Segment Start: Supplied data
use axum::http::StatusCode;
use axum::response::{IntoResponse, Response};
use axum::Json;
use log::error;
use serde_json::json;
use thiserror::Error;

use crate::status::OrderStatus;

#[derive(Debug, Error)]
pub enum ServiceError {
    #[error("{0}")]
    Unauthorized(String),

    #[error("order not found")]
    OrderNotFound,

    #[error("delivery agent not found")]
    AgentNotFound,

    // The version check on persist lost against a concurrent writer.
    #[error("order was modified concurrently, retry the request")]
    WriteConflict,

    #[error("status transition from {from} to {to} is not allowed")]
    InvalidTransition { from: OrderStatus, to: OrderStatus },

    #[error("{0}")]
    Validation(String),

    #[error(transparent)]
    Database(#[from] mongodb::error::Error),
}

impl ServiceError {
    fn status_code(&self) -> StatusCode {
        match self {
            ServiceError::Unauthorized(_) => StatusCode::FORBIDDEN,
            ServiceError::OrderNotFound | ServiceError::AgentNotFound => StatusCode::NOT_FOUND,
            ServiceError::WriteConflict => StatusCode::CONFLICT,
            ServiceError::InvalidTransition { .. } => StatusCode::CONFLICT,
            ServiceError::Validation(_) => StatusCode::BAD_REQUEST,
            ServiceError::Database(_) => StatusCode::INTERNAL_SERVER_ERROR,
        }
    }
}

// Every error leaves the service as the standard JSON envelope. Database
// failures are logged in full and surfaced with a generic message.
impl IntoResponse for ServiceError {
    fn into_response(self) -> Response {
        let code = self.status_code();
        let message = match &self {
            ServiceError::Database(err) => {
                error!("database error: {err}");
                "internal server error".to_string()
            }
            other => other.to_string(),
        };

        (code, Json(json!({ "success": false, "message": message }))).into_response()
    }
}
//! Query builder - translates (query, mode) into an Elasticsearch expression
//!
//! Three search modes:
//! - `free`: word-level match against the main name only
//! - `exact`: word-level match against all searchable fields, OR across
//!   tokens and fields (best match wins)
//! - `full`: contiguous phrase match against all searchable fields
//!
//! Every expression excludes tombstoned records via a structural
//! `must_not` clause; no query content can bypass it.

use serde_json::{json, Value};

use crate::fields;

/// Search mode. Anything that is not one of the three recognized tokens
/// (including case variants) is coerced to [`SearchMode::Free`].
#[derive(Debug, Clone, Copy, PartialEq, Eq)]
pub enum SearchMode {
    Free,
    Exact,
    Full,
}

impl SearchMode {
    /// Normalize the raw wire value. Never fails: absent or unrecognized
    /// values fall back to `free`, and the caller learns the effective mode
    /// from the response echo.
    pub fn from_param(mode: Option<&str>) -> Self {
        match mode {
            Some("free") => SearchMode::Free,
            Some("exact") => SearchMode::Exact,
            Some("full") => SearchMode::Full,
            _ => SearchMode::Free,
        }
    }

    /// Wire token for this mode, echoed back in search responses.
    pub fn as_str(&self) -> &'static str {
        match self {
            SearchMode::Free => "free",
            SearchMode::Exact => "exact",
            SearchMode::Full => "full",
        }
    }
}

/// Build the Elasticsearch query for a sanitized, non-empty query string.
///
/// The caller must have run the string through
/// [`crate::validation::validate_search_query`] first; a query that
/// sanitized down to punctuation still yields a valid expression, it just
/// matches nothing.
pub fn build_search_query(query: &str, mode: SearchMode) -> Value {
    let deleted_filter = json!({ "term": { (fields::DELETED): true } });

    let must = match mode {
        SearchMode::Free => json!({
            "match": { (fields::MAIN_NAME): query }
        }),
        SearchMode::Exact => json!({
            "multi_match": {
                "query": query,
                "fields": fields::SEARCHABLE_FIELDS,
                "operator": "or",
                "type": "best_fields"
            }
        }),
        SearchMode::Full => json!({
            "multi_match": {
                "query": query,
                "fields": fields::SEARCHABLE_FIELDS,
                "type": "phrase"
            }
        }),
    };

    json!({
        "bool": {
            "must": [must],
            "must_not": [deleted_filter]
        }
    })
}

#[cfg(test)]
mod tests {
    use super::*;

    fn deleted_clause(expr: &Value) -> &Value {
        &expr["bool"]["must_not"][0]["term"][fields::DELETED]
    }

    #[test]
    fn test_mode_from_param() {
        assert_eq!(SearchMode::from_param(Some("free")), SearchMode::Free);
        assert_eq!(SearchMode::from_param(Some("exact")), SearchMode::Exact);
        assert_eq!(SearchMode::from_param(Some("full")), SearchMode::Full);
    }

    #[test]
    fn test_unrecognized_mode_coerces_to_free() {
        assert_eq!(SearchMode::from_param(None), SearchMode::Free);
        assert_eq!(SearchMode::from_param(Some("bogus")), SearchMode::Free);
        assert_eq!(SearchMode::from_param(Some("")), SearchMode::Free);
        // case-sensitive at the wire boundary
        assert_eq!(SearchMode::from_param(Some("FREE")), SearchMode::Free);
        assert_eq!(SearchMode::from_param(Some("Exact")), SearchMode::Free);
    }

    #[test]
    fn test_free_mode_matches_main_name_only() {
        let expr = build_search_query("הרצל", SearchMode::Free);
        assert_eq!(expr["bool"]["must"][0]["match"][fields::MAIN_NAME], "הרצל");
        assert!(expr["bool"]["must"][0]["multi_match"].is_null());
    }

    #[test]
    fn test_exact_mode_is_or_across_all_fields() {
        let expr = build_search_query("בן גוריון", SearchMode::Exact);
        let mm = &expr["bool"]["must"][0]["multi_match"];
        assert_eq!(mm["query"], "בן גוריון");
        assert_eq!(mm["operator"], "or");
        assert_eq!(mm["type"], "best_fields");
        assert_eq!(mm["fields"].as_array().unwrap().len(), fields::SEARCHABLE_FIELDS.len());
    }

    #[test]
    fn test_full_mode_is_phrase_without_operator() {
        let expr = build_search_query("יהודה הלוי", SearchMode::Full);
        let mm = &expr["bool"]["must"][0]["multi_match"];
        assert_eq!(mm["type"], "phrase");
        assert!(mm["operator"].is_null());
        assert_eq!(mm["fields"].as_array().unwrap().len(), fields::SEARCHABLE_FIELDS.len());
    }

    #[test]
    fn test_every_mode_excludes_deleted_records() {
        for mode in [SearchMode::Free, SearchMode::Exact, SearchMode::Full] {
            let expr = build_search_query("רחוב", mode);
            assert_eq!(deleted_clause(&expr), true, "mode {:?}", mode);
        }
    }

    #[test]
    fn test_degenerate_query_still_builds_valid_expression() {
        // punctuation-only content that survived sanitization: legal query,
        // legitimately zero hits
        let expr = build_search_query("...", SearchMode::Exact);
        assert!(expr["bool"]["must"].is_array());
        assert_eq!(deleted_clause(&expr), true);
    }
}
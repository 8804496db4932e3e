//! Application configuration module
//!
//! Loaded from config.json next to the binary; a default file is written on
//! first run. Environment variables override the file for the settings that
//! differ between deployments.

use serde::{Deserialize, Serialize};
use std::path::Path;

const CONFIG_FILE: &str = "config.json";

/// Application configuration
#[derive(Debug, Clone, Serialize, Deserialize)]
pub struct AppConfig {
    /// Server configuration
    #[serde(default)]
    pub server: ServerConfig,
    /// Elasticsearch configuration
    #[serde(default)]
    pub elasticsearch: ElasticsearchConfig,
}

/// Server configuration
#[derive(Debug, Clone, Serialize, Deserialize)]
pub struct ServerConfig {
    /// Server listen address
    pub host: String,
    /// Server port
    pub port: u16,
    /// Allowed CORS origin (the frontend)
    pub frontend_url: String,
}

/// Elasticsearch configuration
#[derive(Debug, Clone, Serialize, Deserialize)]
pub struct ElasticsearchConfig {
    /// Node URL
    pub url: String,
    /// Index holding the street-name records
    pub index: String,
}

impl Default for AppConfig {
    fn default() -> Self {
        Self {
            server: ServerConfig::default(),
            elasticsearch: ElasticsearchConfig::default(),
        }
    }
}

impl Default for ServerConfig {
    fn default() -> Self {
        Self {
            host: "0.0.0.0".to_string(),
            port: 3001,
            frontend_url: "http://localhost:5173".to_string(),
        }
    }
}

impl Default for ElasticsearchConfig {
    fn default() -> Self {
        Self {
            url: "http://localhost:9200".to_string(),
            index: "street-names".to_string(),
        }
    }
}

impl AppConfig {
    pub fn get_bind_address(&self) -> String {
        format!("{}:{}", self.server.host, self.server.port)
    }
}

/// Load configuration from config.json, writing the defaults on first run,
/// then apply environment overrides.
pub fn load_config() -> anyhow::Result<AppConfig> {
    let path = Path::new(CONFIG_FILE);

    let mut config = if path.exists() {
        let content = std::fs::read_to_string(path)?;
        serde_json::from_str(&content)?
    } else {
        let config = AppConfig::default();
        std::fs::write(path, serde_json::to_string_pretty(&config)?)?;
        tracing::info!("Created default config file: {}", CONFIG_FILE);
        config
    };

    apply_env_overrides(&mut config);

    Ok(config)
}

fn apply_env_overrides(config: &mut AppConfig) {
    if let Ok(url) = std::env::var("ELASTICSEARCH_URL") {
        config.elasticsearch.url = url;
    }
    if let Ok(index) = std::env::var("INDEX_NAME") {
        config.elasticsearch.index = index;
    }
    if let Ok(port) = std::env::var("PORT") {
        match port.parse() {
            Ok(port) => config.server.port = port,
            Err(_) => tracing::warn!("Ignoring non-numeric PORT value: {}", port),
        }
    }
    if let Ok(url) = std::env::var("FRONTEND_URL") {
        config.server.frontend_url = url;
    }
}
Segment End: Supplied data
- [Exercise brief]
Whenever "configuration" occurs in a line above, copy that line.

- [Your solution]
//! Application configuration module
/// Application configuration
    /// Server configuration
    /// Elasticsearch configuration
/// Server configuration
/// Elasticsearch configuration
/// Load configuration from config.json, writing the defaults on first run,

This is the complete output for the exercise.